Basta ricchi donatori come ambasciatori. La senatrice statunitense Elizabeth Warren, candidata alle primarie democratiche per le presidenziali del prossimo anno, ha annunciato che, se eletta presidente, metterà fine alla consuetudine decennale di scegliere, per molti incarichi diplomatici, generosi donatori della campagna elettorale del presidente di turno. "Per decenni, le amministrazioni di entrambi i partiti hanno scelto come ambasciatori i grandi donatori. Solitamente non sono esperti del Paese, di politica estera o di qualsiasi cosa rilevante per l'incarico" ha scritto Warren. 

"Ma Donald Trump ha perfezionato l'atto di vendere incarichi diplomatici sciccosi a ricchi buffoni. Trump potrà pensare che un grosso assegno per la campagna elettorale qualifichi qualcuno per rappresentare il nostro Paese all'estero, io no. Ho promesso di non partecipare alla pratica corrotta di vendere comodi incarichi diplomatici ai grandi donatori. E il mio nuovo piano per tenere fuori dalla politica i 'grandi soldi' va oltre" ha scritto la senatrice, impegnata nel quarto dibattito per le primarie democratiche.

"Proibirò che le donazioni alla campagna e le spese politiche possano essere prese in considerazione nella selezione di un ambasciatore. Vieterò anche alle grandi aziende e ai lobbisti di donare ai comitati per l'inaugurazione e metterò dei limiti contributivi alle donazioni" ha aggiunto Warren.

La polemica sugli incarichi assegnati ai ricchi donatori si rinnova periodicamente, negli Stati Uniti (qui, ai tempi del presidente Barack Obama).

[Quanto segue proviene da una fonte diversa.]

impl PassiveRules {
    pub fn empty() -> Self {
        Self { rules: Vec::new() }
    }

    /// The standard rule set in its documented order.
    pub fn standard() -> Self {
        let mut rules = Self::empty();
        rules.register(Box::new(ResourceIncome));
        rules.register(Box::new(ProductionProgress));
        rules.register(Box::new(ResearchProgress));
        rules.register(Box::new(UnitRecovery));
        rules.register(Box::new(EffectExpiry));
        rules.register(Box::new(ItemDespawn));
        rules.register(Box::new(ScheduledEvents));
        rules.register(Box::new(InvariantAudit));
        rules
    }

    /// Append a rule. Call in the documented execution order.
    pub fn register(&mut self, rule: Box<dyn PassiveRule>) {
        self.rules.push(rule);
    }

    pub fn iter(&self) -> impl Iterator<Item = &dyn PassiveRule> {
        self.rules.iter().map(|r| r.as_ref())
    }

    pub fn names(&self) -> Vec<&'static str> {
        self.rules.iter().map(|r| r.name()).collect()
    }
}

impl Default for PassiveRules {
    fn default() -> Self {
        Self::standard()
    }
}

fn credit(resources: &mut ResourceBag, gained: &ResourceBag) {
    for (res, amount) in gained {
        *resources.entry(res.clone()).or_insert(0) += amount;
    }
}

// ── 1. Resource income ─────────────────────────────

/// Base income plus the yields of completed structures.
pub struct ResourceIncome;

impl PassiveRule for ResourceIncome {
    fn name(&self) -> &'static str {
        "resource_income"
    }

    fn apply(&self, ctx: &RuleContext<'_>, world: &mut WorldState) -> SimResult<Vec<GameEvent>> {
        let mut produced: BTreeMap<PlayerId, ResourceBag> = BTreeMap::new();
        for (player_id, player) in &world.players {
            if player.active && !ctx.config.base_income.is_empty() {
                credit(produced.entry(*player_id).or_default(), &ctx.config.base_income);
            }
        }
        for tile in world.tiles.values() {
            let Some(structure) = tile.structure.as_ref().filter(|s| s.is_complete()) else {
                continue;
            };
            let Some(def) = ctx.ruleset.structure(&structure.kind) else {
                continue;
            };
            if def.yields.is_empty() || !world.players.get(&structure.owner).is_some_and(|p| p.active) {
                continue;
            }
            credit(produced.entry(structure.owner).or_default(), &def.yields);
        }

        let mut events = Vec::new();
        for (player_id, gained) in produced {
            if let Some(player) = world.players.get_mut(&player_id) {
                credit(&mut player.resources, &gained);
                events.push(GameEvent::ResourcesProduced {
                    player_id,
                    produced: gained,
                });
            }
        }
        Ok(events)
    }
}

// ── 2. Production progress ─────────────────────────

pub struct ProductionProgress;

impl PassiveRule for ProductionProgress {
    fn name(&self) -> &'static str {
        "production_progress"
    }

    fn apply(&self, _ctx: &RuleContext<'_>, world: &mut WorldState) -> SimResult<Vec<GameEvent>> {
        let building: Vec<_> = world
            .tiles
            .values()
            .filter(|t| t.structure.as_ref().is_some_and(|s| !s.is_complete()))
            .map(|t| t.coord)
            .collect();

        let mut events = Vec::new();
        let mut completed_by: Vec<PlayerId> = Vec::new();
        for coord in building {
            let Some(structure) = world.tile_mut(coord).and_then(|t| t.structure.as_mut()) else {
                continue;
            };
            structure.progress += 1;
            if structure.is_complete() {
                completed_by.push(structure.owner);
                events.push(GameEvent::StructureCompleted {
                    player_id: structure.owner,
                    structure: structure.kind.clone(),
                    at: coord,
                });
            }
        }
        for owner in completed_by {
            if let Some(player) = world.players.get_mut(&owner) {
                player.score += 10;
            }
        }
        Ok(events)
    }
}

// ── 3. Research progress ───────────────────────────

/// One point per tick plus the research bonus of completed structures.
pub struct ResearchProgress;

impl PassiveRule for ResearchProgress {
    fn name(&self) -> &'static str {
        "research_progress"
    }

    fn apply(&self, ctx: &RuleContext<'_>, world: &mut WorldState) -> SimResult<Vec<GameEvent>> {
        let mut bonus: BTreeMap<PlayerId, u32> = BTreeMap::new();
        for structure in world.tiles.values().filter_map(|t| t.structure.as_ref()) {
            if !structure.is_complete() {
                continue;
            }
            if let Some(def) = ctx.ruleset.structure(&structure.kind) {
                *bonus.entry(structure.owner).or_insert(0) += def.research_bonus;
            }
        }

        let mut events = Vec::new();
        for (player_id, player) in world.players.iter_mut() {
            let Some(research) = player.research.as_mut() else {
                continue;
            };
            research.progress += 1 + bonus.get(player_id).copied().unwrap_or(0);
            if research.progress >= research.required {
                let tech = research.tech.clone();
                player.research = None;
                player.researched.insert(tech.clone());
                player.score += 5;
                events.push(GameEvent::ResearchCompleted {
                    player_id: *player_id,
                    tech,
                });
            }
        }
        Ok(events)
    }
}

Mesi fa, la Nbc notava che almeno 14 grandi donatori per le cerimonie d'inaugurazione del presidente Donald Trump sono stati poi nominati ambasciatori.

Trump, però, si sarebbe spinto oltre i predecessori: secondo Ryan Scoville, un professore di diritto dell'Università Marquette, "le persone scelte da Trump sono meno qualificate di quelle dei precedenti presidenti" ha detto alla Nbc, dopo aver esaminato le carriere di quasi 2.000 ambasciatori nominati dall'era Reagan in poi. La loro incompetenza, spesso, emerge dalle audizioni in Congresso per la loro conferma: il nominato per la carica di ambasciatore alle Bahamas, per esempio, ha detto che lo Stato caraibico, ex colonia del Regno Unito, indipendente dal 1973, sarebbe un protettorato degli Stati Uniti.

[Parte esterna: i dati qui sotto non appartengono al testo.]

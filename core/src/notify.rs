//! Post-commit notification.
//!
//! RULE: Notification happens after the commit and never feeds back into
//! it. A failed publish is logged and forgotten; the committed tick stays.
//!
//! `EventFeed` is the in-process implementation: an append-only log per
//! game that clients pull from with a tick cursor, plus push subscriptions
//! over crossbeam channels.

use crate::{
    event::GlobalEvent,
    types::{GameId, Tick},
    world::WorldState,
};
use crossbeam_channel::{unbounded, Receiver, Sender};
use parking_lot::{Mutex, RwLock};
use serde::{Deserialize, Serialize};
use std::collections::BTreeMap;

/// What subscribers learn about one committed tick.
#[derive(Debug, Clone, PartialEq, Eq, Serialize, Deserialize)]
pub struct TickNotice {
    pub game_id: GameId,
    pub tick: Tick,
    pub content_hash: String,
    pub events: Vec<GlobalEvent>,
}

impl TickNotice {
    pub fn from_state(state: &WorldState) -> Self {
        Self {
            game_id: state.game_id.clone(),
            tick: state.tick,
            content_hash: state.content_hash.clone(),
            events: state.events.clone(),
        }
    }
}

pub trait Notifier: Send + Sync {
    /// Deliver a notice. Delivery is at-least-once: receivers must tolerate
    /// seeing the same tick twice.
    fn publish(&self, notice: &TickNotice) -> anyhow::Result<()>;
}

struct Subscriber {
    game_id: Option<GameId>,
    tx: Sender<TickNotice>,
}

#[derive(Default)]
pub struct EventFeed {
    log: RwLock<BTreeMap<GameId, Vec<TickNotice>>>,
    subscribers: Mutex<Vec<Subscriber>>,
}

impl EventFeed {
    pub fn new() -> Self {
        Self::default()
    }

    /// Push subscription to every game's notices.
    pub fn subscribe_all(&self) -> Receiver<TickNotice> {
        self.add_subscriber(None)
    }

    /// Push subscription to one game's notices.
    pub fn subscribe(&self, game_id: &str) -> Receiver<TickNotice> {
        self.add_subscriber(Some(game_id.to_string()))
    }

    fn add_subscriber(&self, game_id: Option<GameId>) -> Receiver<TickNotice> {
        let (tx, rx) = unbounded();
        self.subscribers.lock().push(Subscriber { game_id, tx });
        rx
    }

    /// Pull: every notice for `game_id` with tick greater than `after`.
    pub fn since(&self, game_id: &str, after: Tick) -> Vec<TickNotice> {
        self.log
            .read()
            .get(game_id)
            .map(|notices| notices.iter().filter(|n| n.tick > after).cloned().collect())
            .unwrap_or_default()
    }

    pub fn latest_tick(&self, game_id: &str) -> Option<Tick> {
        self.log
            .read()
            .get(game_id)
            .and_then(|n| n.last().map(|n| n.tick))
    }
}

impl Notifier for EventFeed {
    fn publish(&self, notice: &TickNotice) -> anyhow::Result<()> {
        {
            let mut log = self.log.write();
            let notices = log.entry(notice.game_id.clone()).or_default();
            // Redelivery of a tick already in the log is a no-op for pull readers.
            if notices.last().is_some_and(|last| last.tick >= notice.tick) {
                log::debug!("feed: tick {} of {} already logged", notice.tick, notice.game_id);
            } else {
                notices.push(notice.clone());
            }
        }

        let mut subscribers = self.subscribers.lock();
        subscribers.retain(|sub| {
            if sub.game_id.as_ref().is_some_and(|g| *g != notice.game_id) {
                return true;
            }
            // A dropped receiver unsubscribes.
            sub.tx.send(notice.clone()).is_ok()
        });
        Ok(())
    }
}

#[cfg(test)]
mod tests {
    use super::*;

    fn notice(game: &str, tick: Tick) -> TickNotice {
        TickNotice {
            game_id: game.into(),
            tick,
            content_hash: format!("h{tick}"),
            events: Vec::new(),
        }
    }

    #[test]
    fn pull_cursor_returns_only_newer_ticks() {
        let feed = EventFeed::new();
        for tick in 1..=3 {
            feed.publish(&notice("g", tick)).unwrap();
        }
        feed.publish(&notice("g", 3)).unwrap();
        let newer: Vec<_> = feed.since("g", 1).into_iter().map(|n| n.tick).collect();
        assert_eq!(newer, vec![2, 3], "redelivered tick must not duplicate");
    }

    #[test]
    fn subscribers_receive_their_game_only() {
        let feed = EventFeed::new();
        let g = feed.subscribe("g");
        let all = feed.subscribe_all();
        feed.publish(&notice("g", 1)).unwrap();
        feed.publish(&notice("h", 1)).unwrap();
        assert_eq!(g.try_iter().count(), 1);
        assert_eq!(all.try_iter().count(), 2);
    }
}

Scorrendo la lista dei nominati, fa presente la Nbc, si trova un imprenditore immobiliare senza esperienze diplomatiche scelto come ambasciatore negli Emirati Arabi Uniti, un incarico molto delicato in Medio Oriente, per questo assegnato sempre a diplomatici di carriera. Il nominato per l'incarico in Marocco? Un benestante attivo nel settore automobilistico. La persona scelta per la Slovenia, il Paese di origine della first lady Melania Trump? La fondatrice di una fondazione evangelica che spesso pubblica su Facebook notizie false riprese dai media di estrema destra.

Nonostante l'amministrazione li abbia difesi, affermando che sono provvisti di acume per gli affari che li rende idonei a rappresentare gli Stati Uniti all'estero, alcune di queste nomine sono bloccate da molti mesi in Senato, controllato dai repubblicani. Secondo esperti e fonti della Nbc, la differenza con le precedenti amministrazioni è che Trump ha scelto dei donatori senza esperienza diplomatica anche per incarichi di primo livello. Dagli anni '50, la proporzione tra ambasciatori di carriera e politici è stata in media di 2 a 1. Trump, invece, ha scelto una divisione a metà tra diplomatici e 'amici'.